The trick is called "multi-dimensional elastic pre-training." Instead of building ERNIE 5.1 from scratch, Baidu extracted an optimized sub-network from its existing ERNIE 5.0 architecture—which it released in January 2026—and compressed it down. Total parameters dropped to about one-third of the original. Active parameters (the ones actually doing work during a conversation) were cut in half. The result is a leaner model that inherited the knowledge base of its larger parent without repeating the full training bill.
The post-training pipeline is also worth noting. Baidu built a four-stage reinforcement learning system it calls MOPD (Multi-Teacher On-Policy Distillation). Rather than trying to teach every skill at once—which tends to cause "seesaw effects" where, for example, improving math performance tanks creative writing—Baidu trained specialist expert models in parallel for code, reasoning, and agentic tasks, then distilled all of them into a single unified model.
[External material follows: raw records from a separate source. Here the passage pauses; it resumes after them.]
//! The request-in-flight map: `id -> {method, resolver, deadline}`. Populated
//! when a call is routed over the WebSocket (HTTP calls resolve directly from
//! the response and never enter this map); drained by `RESULT`/`ERROR` frames
//! or by timeout.

use std::collections::HashMap;
use std::sync::Mutex;

use serde_json::Value;
use tokio::sync::oneshot;
use wire_protocol::RequestId;

use crate::ClientError;

pub struct PendingCall {
    pub method: String,
    resolver: oneshot::Sender<Result<Value, ClientError>>,
}

#[derive(Default)]
pub struct InFlightMap {
    pending: Mutex<HashMap<RequestId, PendingCall>>,
}

impl InFlightMap {
    pub fn new() -> Self {
        Self::default()
    }

    pub fn register(&self, id: RequestId, method: String) -> oneshot::Receiver<Result<Value, ClientError>> {
        let (tx, rx) = oneshot::channel();
        self.pending.lock().unwrap().insert(id, PendingCall { method, resolver: tx });
        rx
    }

    /// Completes a pending call with a `RESULT`/`ERROR` outcome. No-op if the
    /// id is unknown (already timed out, or never registered).
    pub fn complete(&self, id: RequestId, outcome: Result<Value, ClientError>) {
        if let Some(entry) = self.pending.lock().unwrap().remove(&id) {
            let _ = entry.resolver.send(outcome);
        }
    }

    /// Removes an id without resolving anything — used when a local timeout
    /// fires before any server response arrives. Returns the call's method
    /// name for diagnostics.
    pub fn forget(&self, id: &RequestId) -> Option<String> {
        self.pending.lock().unwrap().remove(id).map(|entry| entry.method)
    }

    /// Fails every outstanding call, used when the transport drops: entries
    /// in flight over WebSocket do not survive a reconnect.
    pub fn fail_all(&self, error: ClientError) {
        let mut pending = self.pending.lock().unwrap();
        for (_, entry) in pending.drain() {
            let _ = entry.resolver.send(Err(error.clone()));
        }
    }

    pub fn len(&self) -> usize {
        self.pending.lock().unwrap().len()
    }

    pub fn is_empty(&self) -> bool {
        self.len() == 0
    }
}

#[cfg(test)]
mod tests {
    use super::*;
    use serde_json::json;

    #[tokio::test]
    async fn complete_resolves_the_matching_receiver() {
        let map = InFlightMap::new();
        let id = RequestId::new();
        let rx = map.register(id, "echo".into());
        map.complete(id, Ok(json!("hi")));
        assert_eq!(rx.await.unwrap().unwrap(), json!("hi"));
        assert!(map.is_empty());
    }

    #[tokio::test]
    async fn complete_on_unknown_id_is_a_no_op() {
        let map = InFlightMap::new();
        map.complete(RequestId::new(), Ok(json!(null)));
        assert!(map.is_empty());
    }

    #[tokio::test]
    async fn fail_all_rejects_every_pending_call() {
        let map = InFlightMap::new();
        let rx1 = map.register(RequestId::new(), "a".into());
        let rx2 = map.register(RequestId::new(), "b".into());
        map.fail_all(ClientError::Disconnected);
        assert!(matches!(rx1.await.unwrap(), Err(ClientError::Disconnected)));
        assert!(matches!(rx2.await.unwrap(), Err(ClientError::Disconnected)));
    }
}
//! Ambient per-call context, available to handlers via a task-local as well
//! as the explicit first argument (see design note on implicit task-locals).

use std::sync::Arc;

use serde_json::Value;
use uuid::Uuid;

use crate::session::Session;

tokio::task_local! {
    static CALL_CONTEXT: CallContext;
}

#[derive(Clone)]
pub struct CallContext {
    pub execution_id: Uuid,
    pub session: Arc<Session>,
    pub session_context: Value,
}

impl CallContext {
    /// Reads the ambient context of the currently executing handler, if
    /// called from within one.
    pub fn try_current() -> Option<CallContext> {
        CALL_CONTEXT.try_with(|ctx| ctx.clone()).ok()
    }
}

pub(crate) async fn scope<F>(ctx: CallContext, fut: F) -> F::Output
where
    F: std::future::Future,
{
    CALL_CONTEXT.scope(ctx, fut).await
}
A final online reinforcement learning stage handled open-ended conversations and creative output, preserving what the distillation process couldn't capture well.

In theory it should mean all skills are leveled in terms of proficiency, without one being prioritized over the other
On GPQA (Graduate-Level Google-Proof Q&A, a benchmark measuring whether a model can answer expert-level science questions that can't be Googled), ERNIE 5.1 approaches the performance of leading western closed-source models. On AIME26—the American Invitational Mathematics Examination adapted for 2026, which tests advanced problem-solving under competition conditions—the model scored 99.6% when using tool-assisted reasoning, trailing only Gemini 3.1 Pro.
Baidu is hosting its annual Create 2026 developer conference on May 13–14 in Beijing, where it plans to showcase ERNIE's latest industrial applications. That event will be the next data point on how aggressively the company intends to push the model into enterprise and global markets.